Is this what it takes to get departments to work together in New Mexico government? Seven and a half years into an eight-year administration, they never thought of this before?
Drunk driving is another longstanding public safety issue. Linda Atkinson of the DWI Resource Center has been a passionate advocate for reducing drunk driving for more than 30 years. In a recent talk, she described her frustration about the lack of coordination among police, prosecutors, courts and corrections institutions.
In another recent talk, former State Land Commissioner Ray Powell mentioned the lack of coordination and communication among all the state agencies that have regulatory concerns with state trust lands. Among others, he mentioned the Game and Fish Department, Environment Department, Energy and Minerals Department and State Engineer.
Too many New Mexico state government departments don’t talk to each other. Some of their top managers don’t seem to be aware there’s any reason to.
I experienced this firsthand during my time in state government. My agency, the Worker’s Compensation Administration, had regulatory authority over small business. So did the Taxation and Revenue Department, Department of Workforce Solutions, state OSHA, the Insurance Department and others.
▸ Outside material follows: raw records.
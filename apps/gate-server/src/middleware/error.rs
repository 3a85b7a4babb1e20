//! Error handling - every failure is rendered in the `{ status, message, data }` envelope.

use actix_web::{HttpResponse, ResponseError, http::StatusCode};
use chatgate_core::ports::AuthError;
use chatgate_shared::Envelope;

/// Application-level error type.
#[derive(Debug, thiserror::Error)]
pub enum AppError {
    #[error("{0}")]
    BadRequest(String),

    #[error("{0}")]
    Unauthorized(String),

    #[error("Upstream is not configured")]
    UpstreamNotConfigured,

    #[error("Upstream request failed: {0}")]
    Upstream(String),

    #[error("Internal error: {0}")]
    Internal(String),
}

impl ResponseError for AppError {
    fn status_code(&self) -> StatusCode {
        match self {
            // Client-visible failures travel in the envelope with a 200, which
            // is what the chat front end expects.
            AppError::BadRequest(_) | AppError::Unauthorized(_) => StatusCode::OK,
            AppError::UpstreamNotConfigured => StatusCode::SERVICE_UNAVAILABLE,
            AppError::Upstream(_) => StatusCode::BAD_GATEWAY,
            AppError::Internal(_) => StatusCode::INTERNAL_SERVER_ERROR,
        }
    }

    fn error_response(&self) -> HttpResponse {
        let envelope: Envelope = match self {
            AppError::Unauthorized(message) => Envelope::unauthorized(message.clone()),
            AppError::Internal(detail) => {
                tracing::error!(detail = %detail, "Internal error");
                Envelope::fail("Internal server error")
            }
            AppError::Upstream(detail) => {
                tracing::error!(detail = %detail, "Upstream request failed");
                Envelope::fail(self.to_string())
            }
            other => Envelope::fail(other.to_string()),
        };

        HttpResponse::build(self.status_code()).json(envelope)
    }
}

/// Message shown when the session token is missing or invalid.
pub const SESSION_FAILED_MESSAGE: &str = "鉴权失败，请刷新重试或联系管理员 | Authentication failed, please refresh and try again or contact the administrator";

/// Message shown when the bearer secret does not match.
pub const NO_ACCESS_MESSAGE: &str = "Error: 无访问权限 | No access rights";

impl From<AuthError> for AppError {
    fn from(err: AuthError) -> Self {
        match err {
            AuthError::SecretMismatch => AppError::Unauthorized(NO_ACCESS_MESSAGE.to_string()),
            AuthError::TokenExpired | AuthError::InvalidToken(_) | AuthError::MissingToken => {
                AppError::Unauthorized(SESSION_FAILED_MESSAGE.to_string())
            }
        }
    }
}

impl From<reqwest::Error> for AppError {
    fn from(err: reqwest::Error) -> Self {
        AppError::Upstream(err.to_string())
    }
}

/// Result type alias for handlers.
pub type AppResult<T> = Result<T, AppError>;
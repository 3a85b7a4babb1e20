//! Time windows and their point budgets.

use std::fmt;
use std::time::Duration;

/// Granularity of a fixed-window counter.
#[derive(Debug, Clone, Copy, PartialEq, Eq, Hash)]
pub enum Window {
    Minute,
    Hour,
    Day,
}

impl Window {
    /// Evaluation order: coarsest first.
    pub const ORDER: [Window; 3] = [Window::Day, Window::Hour, Window::Minute];

    pub fn duration(self) -> Duration {
        match self {
            Window::Minute => Duration::from_secs(60),
            Window::Hour => Duration::from_secs(60 * 60),
            Window::Day => Duration::from_secs(24 * 60 * 60),
        }
    }

    /// Only exhausting the daily window counts as abuse.
    pub fn escalates(self) -> bool {
        matches!(self, Window::Day)
    }
}

impl fmt::Display for Window {
    fn fmt(&self, f: &mut fmt::Formatter<'_>) -> fmt::Result {
        match self {
            Window::Minute => write!(f, "minute"),
            Window::Hour => write!(f, "hour"),
            Window::Day => write!(f, "day"),
        }
    }
}

/// Point budget per window. `0` means unlimited.
#[derive(Debug, Clone, Copy, Default, PartialEq, Eq)]
pub struct WindowBudgets {
    pub minute: u32,
    pub hour: u32,
    pub day: u32,
}

impl WindowBudgets {
    pub fn new(minute: u32, hour: u32, day: u32) -> Self {
        Self { minute, hour, day }
    }

    /// Builds budgets from signed configuration values; anything below one is unlimited.
    pub fn from_signed(minute: i64, hour: i64, day: i64) -> Self {
        let clamp = |v: i64| u32::try_from(v.max(0)).unwrap_or(u32::MAX);
        Self::new(clamp(minute), clamp(hour), clamp(day))
    }

    pub fn get(&self, window: Window) -> u32 {
        match window {
            Window::Minute => self.minute,
            Window::Hour => self.hour,
            Window::Day => self.day,
        }
    }
}

#[cfg(test)]
mod tests {
    use super::*;

    #[test]
    fn test_order_is_day_hour_minute() {
        assert_eq!(Window::ORDER, [Window::Day, Window::Hour, Window::Minute]);
    }

    #[test]
    fn test_only_day_escalates() {
        assert!(Window::Day.escalates());
        assert!(!Window::Hour.escalates());
        assert!(!Window::Minute.escalates());
    }

    #[test]
    fn test_negative_budgets_are_unlimited() {
        let budgets = WindowBudgets::from_signed(-5, 0, 10);
        assert_eq!(budgets, WindowBudgets::new(0, 0, 10));
    }
}
//! Health check endpoint.

use actix_web::{HttpResponse, web};
use serde::Serialize;

use crate::state::AppState;

#[derive(Serialize)]
pub struct HealthResponse {
    pub status: &'static str,
    pub version: &'static str,
    pub timestamp: String,
    /// Documents currently held in the store cache.
    pub cached_documents: usize,
    pub upstream_configured: bool,
}

/// Health check endpoint - returns server status.
///
/// GET /api/health
pub async fn health_check(state: web::Data<AppState>) -> HttpResponse {
    let response = HealthResponse {
        status: "ok",
        version: env!("CARGO_PKG_VERSION"),
        timestamp: chrono::Utc::now().to_rfc3339(),
        cached_documents: state.store.cached_len().await,
        upstream_configured: state.config.upstream_url.is_some(),
    };

    HttpResponse::Ok().json(response)
}
//! # Chatgate Server
//!
//! Actix-web front door for the chat relay: session auth, admission
//! (access list, window limits, usage statistics) and prompt checks in front
//! of the upstream completion service.

use actix_web::{App, HttpServer, web};
use tracing_actix_web::TracingLogger;

mod background;
mod config;
mod handlers;
mod middleware;
mod observability;
mod state;
mod telemetry;

use config::AppConfig;
use observability::RequestIdMiddleware;
use state::AppState;
use telemetry::TelemetryConfig;

/// Upper bound on buffered request bodies.
const MAX_BODY_BYTES: usize = 16 * 1024 * 1024;

#[actix_web::main]
async fn main() -> std::io::Result<()> {
    // Load .env file if present
    dotenvy::dotenv().ok();

    telemetry::init_telemetry(&TelemetryConfig::from_env());

    let config = AppConfig::from_env();
    let (host, port) = (config.host.clone(), config.port);

    tracing::info!("Starting Chatgate on {}:{}", host, port);

    let state = AppState::new(config);

    #[cfg(feature = "scheduler")]
    let scheduler = start_scheduler(&state).await;

    let served = HttpServer::new(move || {
        App::new()
            .wrap(RequestIdMiddleware)
            .wrap(TracingLogger::default())
            .app_data(web::Data::new(state.clone()))
            .app_data(web::PayloadConfig::new(MAX_BODY_BYTES))
            .app_data(web::JsonConfig::default().limit(MAX_BODY_BYTES))
            .configure(handlers::configure_routes)
    })
    .bind((host.as_str(), port))?
    .run()
    .await;

    #[cfg(feature = "scheduler")]
    if let Some(mut scheduler) = scheduler {
        if let Err(e) = scheduler.shutdown().await {
            tracing::warn!(error = %e, "Scheduler did not stop cleanly");
        }
    }

    served
}

#[cfg(feature = "scheduler")]
async fn start_scheduler(state: &AppState) -> Option<background::Scheduler> {
    use background::{Scheduler, SchedulerConfig};

    let result = async {
        let scheduler = Scheduler::new(SchedulerConfig::from_env()).await?;
        scheduler
            .add_limiter_purge(vec![
                ("chat", state.chat_limiters.clone()),
                ("common", state.common_limiters.clone()),
            ])
            .await?;
        scheduler.start().await?;
        Ok::<_, tokio_cron_scheduler::JobSchedulerError>(scheduler)
    }
    .await;

    match result {
        Ok(scheduler) => Some(scheduler),
        Err(e) => {
            tracing::error!(error = %e, "Failed to start maintenance scheduler");
            None
        }
    }
}
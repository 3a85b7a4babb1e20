//! Client identity extraction from headers, cookies and the connection.

use actix_web::{HttpMessage, HttpRequest, http::header};

use chatgate_core::domain::{ClientIdentity, resolve_address};
use chatgate_core::ports::SessionClaims;

/// Cookie holding a signed-in user's session token.
pub const ACCESS_TOKEN_COOKIE: &str = "ACCESS-TOKEN";
/// Cookie holding an anonymous visitor's session token.
pub const TEMP_ACCESS_TOKEN_COOKIE: &str = "TEMP-ACCESS-TOKEN";

/// Session token from the cookies, signed-in token first.
pub fn session_token(req: &HttpRequest) -> Option<String> {
    [ACCESS_TOKEN_COOKIE, TEMP_ACCESS_TOKEN_COOKIE]
        .into_iter()
        .filter_map(|name| req.cookie(name))
        .map(|cookie| cookie.value().trim().to_string())
        .find(|token| !token.is_empty())
}

/// Builds the admission identity for `req`.
///
/// Claims verified by the session middleware, when present, supply the user id.
pub fn client_identity(req: &HttpRequest) -> ClientIdentity {
    let header_str = |name: &str| req.headers().get(name).and_then(|v| v.to_str().ok());

    let peer = req.peer_addr().map(|addr| addr.ip().to_string());
    let address = resolve_address(
        header_str("x-forwarded-for"),
        header_str("x-real-ip"),
        peer.as_deref(),
    );

    let mut identity = ClientIdentity::new(address);

    if let Some(user_agent) = header_str(header::USER_AGENT.as_str()) {
        identity = identity.with_user_agent(user_agent);
    }
    if let Some(token) = session_token(req) {
        identity = identity.with_token(token);
    }
    if let Some(claims) = req.extensions().get::<SessionClaims>() {
        identity = identity.with_user_id(claims.user_id.clone());
    }

    identity
}

#[cfg(test)]
mod tests {
    use super::*;
    use actix_web::cookie::Cookie;
    use actix_web::test::TestRequest;

    #[test]
    fn test_identity_from_proxy_headers() {
        let req = TestRequest::default()
            .insert_header(("x-forwarded-for", "203.0.113.7, 10.0.0.1"))
            .insert_header(("user-agent", "Mozilla/5.0"))
            .cookie(Cookie::new(TEMP_ACCESS_TOKEN_COOKIE, "temp"))
            .to_http_request();

        let identity = client_identity(&req);

        assert_eq!(identity.address, "203.0.113.7");
        assert_eq!(identity.user_agent.as_deref(), Some("Mozilla/5.0"));
        assert_eq!(identity.token.as_deref(), Some("temp"));
        assert_eq!(identity.session_key(), "203.0.113.7-Mozilla/5.0");
    }

    #[test]
    fn test_signed_in_cookie_wins() {
        let req = TestRequest::default()
            .cookie(Cookie::new(TEMP_ACCESS_TOKEN_COOKIE, "temp"))
            .cookie(Cookie::new(ACCESS_TOKEN_COOKIE, "real"))
            .to_http_request();

        assert_eq!(session_token(&req).as_deref(), Some("real"));
    }

    #[test]
    fn test_peer_address_fallback() {
        let req = TestRequest::default()
            .peer_addr("192.0.2.1:5555".parse().unwrap())
            .to_http_request();

        let identity = client_identity(&req);
        assert_eq!(identity.address, "192.0.2.1");
        assert!(identity.token.is_none());
        assert_eq!(identity.session_key(), "192.0.2.1-undefined");
    }

    #[test]
    fn test_verified_claims_supply_user_id() {
        let req = TestRequest::default().to_http_request();
        req.extensions_mut().insert(SessionClaims {
            user_id: "7".to_string(),
            name: "bob".to_string(),
            exp: 0,
        });

        assert_eq!(client_identity(&req).user_id.as_deref(), Some("7"));
    }
}
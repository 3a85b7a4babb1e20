//! File-backed JSON document storage.

mod document;
mod json;
mod location;

pub use document::Document;
pub use json::JsonDocumentStore;
pub use location::DocumentLocation;
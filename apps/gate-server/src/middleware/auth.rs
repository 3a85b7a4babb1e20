//! Session authentication middleware.
//!
//! A request passes when its session cookie carries a valid token and, if
//! `AUTH_SECRET_KEY` is configured, its `Authorization: Bearer` value matches
//! that key.

use actix_web::{
    Error, HttpMessage, HttpRequest, ResponseError,
    body::EitherBody,
    dev::{Service, ServiceRequest, ServiceResponse, Transform, forward_ready},
    http::header,
    web,
};
use std::future::{Future, Ready, ready};
use std::pin::Pin;

use chatgate_core::ports::{AuthError, SessionClaims, SessionVerifier};

use crate::middleware::error::AppError;
use crate::middleware::identity::session_token;
use crate::state::AppState;

/// Checks the session token and, when set, the bearer secret.
pub fn authenticate(
    req: &HttpRequest,
    verifier: Option<&dyn SessionVerifier>,
    secret: Option<&str>,
) -> Result<Option<SessionClaims>, AuthError> {
    let claims = match verifier {
        Some(verifier) => {
            let token = session_token(req).ok_or(AuthError::MissingToken)?;
            Some(verifier.verify(&token)?)
        }
        None => None,
    };

    if let Some(secret) = secret {
        let presented = req
            .headers()
            .get(header::AUTHORIZATION)
            .and_then(|v| v.to_str().ok())
            .map(|v| v.replacen("Bearer ", "", 1).trim().to_string());

        if presented.as_deref() != Some(secret) {
            return Err(AuthError::SecretMismatch);
        }
    }

    Ok(claims)
}

/// Session authentication middleware factory.
pub struct SessionAuthMiddleware;

impl<S, B> Transform<S, ServiceRequest> for SessionAuthMiddleware
where
    S: Service<ServiceRequest, Response = ServiceResponse<B>, Error = Error> + 'static,
    B: 'static,
{
    type Response = ServiceResponse<EitherBody<B>>;
    type Error = Error;
    type Transform = SessionAuthService<S>;
    type InitError = ();
    type Future = Ready<Result<Self::Transform, Self::InitError>>;

    fn new_transform(&self, service: S) -> Self::Future {
        ready(Ok(SessionAuthService { service }))
    }
}

pub struct SessionAuthService<S> {
    service: S,
}

impl<S, B> Service<ServiceRequest> for SessionAuthService<S>
where
    S: Service<ServiceRequest, Response = ServiceResponse<B>, Error = Error> + 'static,
    B: 'static,
{
    type Response = ServiceResponse<EitherBody<B>>;
    type Error = Error;
    type Future = Pin<Box<dyn Future<Output = Result<Self::Response, Self::Error>>>>;

    forward_ready!(service);

    fn call(&self, req: ServiceRequest) -> Self::Future {
        let Some(state) = req.app_data::<web::Data<AppState>>().cloned() else {
            tracing::error!("AppState not found in app data");
            return Box::pin(async {
                Err(AppError::Internal("Server configuration error".to_string()).into())
            });
        };

        let outcome = authenticate(
            req.request(),
            state.verifier.as_deref(),
            state.config.auth_secret_key.as_deref(),
        );

        match outcome {
            Ok(claims) => {
                if let Some(claims) = claims {
                    req.extensions_mut().insert(claims);
                }

                let fut = self.service.call(req);
                Box::pin(async move {
                    let res = fut.await?;
                    Ok(res.map_into_left_body())
                })
            }
            Err(e) => {
                tracing::info!(error = %e, path = %req.path(), "Session authentication failed");

                let response = AppError::from(e).error_response();
                Box::pin(async move { Ok(req.into_response(response).map_into_right_body()) })
            }
        }
    }
}
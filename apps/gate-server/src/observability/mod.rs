//! Observability module - request ids.

mod request_id;

pub use request_id::{REQUEST_ID_HEADER, RequestId, RequestIdMiddleware};
//! Authentication implementations.

mod jwt;

pub use jwt::{JwtConfig, JwtSessionVerifier};
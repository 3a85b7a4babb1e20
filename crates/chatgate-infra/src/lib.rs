//! # Chatgate Infrastructure
//!
//! Concrete implementations of the ports defined in `chatgate-core`:
//! the JSON document store, the repositories and recorders built on it, in-memory
//! window limiters and session token verification.
//!
//! ## Feature Flags
//!
//! - `full` (default) - All features enabled
//! - `minimal` - Storage and limiters only
//! - `auth` - JWT session verification

pub mod access_list;
pub mod chat_log;
pub mod rate_limit;
pub mod store;
pub mod usage;

#[cfg(feature = "auth")]
pub mod auth;

pub use access_list::JsonAccessListRepository;
pub use chat_log::JsonChatLogRecorder;
pub use rate_limit::{InMemoryRateLimiter, InMemoryWindowLimiters, RateLimitConfig};
pub use store::{Document, DocumentLocation, JsonDocumentStore};
pub use usage::JsonUsageRecorder;

#[cfg(feature = "auth")]
pub use auth::{JwtConfig, JwtSessionVerifier};
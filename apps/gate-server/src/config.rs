//! Application configuration loaded from environment variables.

use std::env;
use std::path::PathBuf;

use chatgate_core::admission::{AdmissionPolicy, SessionScope};
use chatgate_core::domain::{BlacklistPolicy, WindowBudgets};
use chrono::TimeDelta;

/// Appended to rejections when `FRYENDLY_TIPS` is not set.
pub const DEFAULT_FRIENDLY_TIPS: &str = "\n\n[温馨提示]\n为了让更多人连接到AI的世界，建议提升问题质量并理性提问。 \n服务器小，请轻点使用~\n";

const DEFAULT_PENALTY_MS: i64 = 24 * 60 * 60 * 1000;
const DEFAULT_MAX_CHARACTER_SIZE: usize = 999_999_999;

/// Application configuration.
#[derive(Debug, Clone)]
pub struct AppConfig {
    pub host: String,
    pub port: u16,
    /// Root of the document store.
    pub data_dir: PathBuf,
    /// Policy for `/chat-process`.
    pub chat_policy: AdmissionPolicy,
    /// Policy for auxiliary endpoints such as `/verify`.
    pub common_policy: AdmissionPolicy,
    pub min_prompt_chars: usize,
    pub max_prompt_chars: usize,
    /// Bearer secret; unset or blank disables the check.
    pub auth_secret_key: Option<String>,
    /// Completion endpoint that admitted chat requests are relayed to.
    pub upstream_url: Option<String>,
}

impl AppConfig {
    /// Load configuration from environment variables.
    pub fn from_env() -> Self {
        let chat_policy = chat_policy_from_env();

        let common_policy = common_policy(&chat_policy, non_empty_var("FRYENDLY_TIPS"));

        Self {
            host: env::var("HOST").unwrap_or_else(|_| "127.0.0.1".to_string()),
            port: env::var("PORT")
                .ok()
                .and_then(|p| p.parse().ok())
                .unwrap_or(3002),
            data_dir: env::var("DATA_DIR")
                .ok()
                .filter(|s| !s.trim().is_empty())
                .map_or_else(|| PathBuf::from(".db"), PathBuf::from),
            chat_policy,
            common_policy,
            min_prompt_chars: parse_var("MIN_CHARACTER_SIZE").unwrap_or(0),
            max_prompt_chars: parse_var("MAX_CHARACTER_SIZE").unwrap_or(DEFAULT_MAX_CHARACTER_SIZE),
            auth_secret_key: non_empty_var("AUTH_SECRET_KEY").map(|s| s.trim().to_string()),
            upstream_url: non_empty_var("UPSTREAM_URL"),
        }
    }
}

fn chat_policy_from_env() -> AdmissionPolicy {
    let budgets = WindowBudgets::from_signed(
        parse_var("MAX_REQUEST_PER_MINUTE").unwrap_or(0),
        parse_var("MAX_REQUEST_PER_HOUR").unwrap_or(0),
        parse_var("MAX_REQUEST_PER_DAY").unwrap_or(0),
    );

    let penalty_ms = parse_var::<i64>("MAX_BLACKLIST_TIME")
        .filter(|ms| *ms >= 0)
        .unwrap_or(DEFAULT_PENALTY_MS);

    let escalation_threshold = parse_var::<i64>("MAX_BLACKLIST_LIMITER_COUNT")
        .map(|n| u32::try_from(n.max(0)).unwrap_or(u32::MAX))
        .unwrap_or(3);

    AdmissionPolicy {
        budgets,
        blacklist: BlacklistPolicy {
            penalty: TimeDelta::milliseconds(penalty_ms),
            escalation_threshold,
        },
        friendly_tips: non_empty_var("FRYENDLY_TIPS")
            .unwrap_or_else(|| DEFAULT_FRIENDLY_TIPS.to_string()),
        first_request_tip: non_empty_var("FIRST_REQUEST_TIPS").unwrap_or_default(),
        session_scope: SessionScope::AddressAndAgent,
    }
}

/// The auxiliary profile shares the chat blacklist rules. Its tip has no
/// built-in default.
fn common_policy(chat: &AdmissionPolicy, tips: Option<String>) -> AdmissionPolicy {
    AdmissionPolicy {
        blacklist: chat.blacklist,
        friendly_tips: tips.unwrap_or_default(),
        ..AdmissionPolicy::common()
    }
}

fn non_empty_var(key: &str) -> Option<String> {
    env::var(key).ok().filter(|s| !s.trim().is_empty())
}

/// Parses `key`; decimal values are truncated to their integer part.
fn parse_var<T: std::str::FromStr>(key: &str) -> Option<T> {
    let raw = non_empty_var(key)?;
    let trimmed = raw.trim();
    trimmed
        .parse()
        .ok()
        .or_else(|| trimmed.split('.').next().and_then(|int| int.parse().ok()))
}
//! # Chatgate Shared
//!
//! Wire types shared by the gate server and its clients.

pub mod dto;
pub mod response;

pub use response::{Envelope, EnvelopeStatus};
//! Ports - trait definitions for external dependencies.
//! These are the "interfaces" that infrastructure must implement.

mod access_list;
mod auth;
mod chat_log;
mod rate_limit;
mod usage;

pub use access_list::AccessListRepository;
pub use auth::{AuthError, SessionClaims, SessionVerifier};
pub use chat_log::ChatLogRecorder;
pub use rate_limit::{RateLimitError, RateLimitResult, RateLimiter};
pub use usage::UsageRecorder;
Regulations overlapped or conflicted in ways that caused those business people confusion and frustration. We could have made their lives easier by coordinating. In my public information job, under my first director I was able to do a bit of that. Then we got a director who prohibited me from doing any more of it.
I once met the sole employee of the Health Department assigned to industrial illnesses. Until she met me, she did not know that there were two other agencies, mine and OSHA, concerned with that issue.
New Mexico could have an interagency coordinating council for land-use issues; another one for small business, one for drunk driving; and so on.
We had one such council, the Children’s Cabinet, during the Richardson administration. It was composed of the heads of all the departments that had a role in child well-being. The chairperson was Lieutenant Governor Diane Denish. The group got a number of projects accomplished. But it appears to have fallen into disuse under the current governor.
This happens under every change of administration. The lessons of the previous administration get lost in transition. Ideally, these councils should be staffed by upper management employees who will maintain continuity through changes of administration.
New governors do not necessarily understand all the responsibilities of every department and how those mandates interact with each other. The governor selects cabinet secretaries who first have to learn the details of their own department. They don’t necessarily know about these overlaps or what kinds of things maybe falling through the cracks – including the safety of very vulnerable children.
I recall thinking, every time a new director showed up at my agency, that the director’s first mission was to convince the staff he knew what he was doing, when it was obvious to me he didn’t.
Promoting interagency coordination for the benefit of the public has never been a compelling campaign talking point that grips the public imagination. I’ve never heard any candidate talk about it. But we’ll have a new governor soon and this matters. It is one way to make our government more effective and efficient, and to move this state forward.
If between now and January, CYFD develops good communication with law enforcement, that should not fall apart when the new governor takes office. These relationships should be built and should continue, and the people in charge should support them.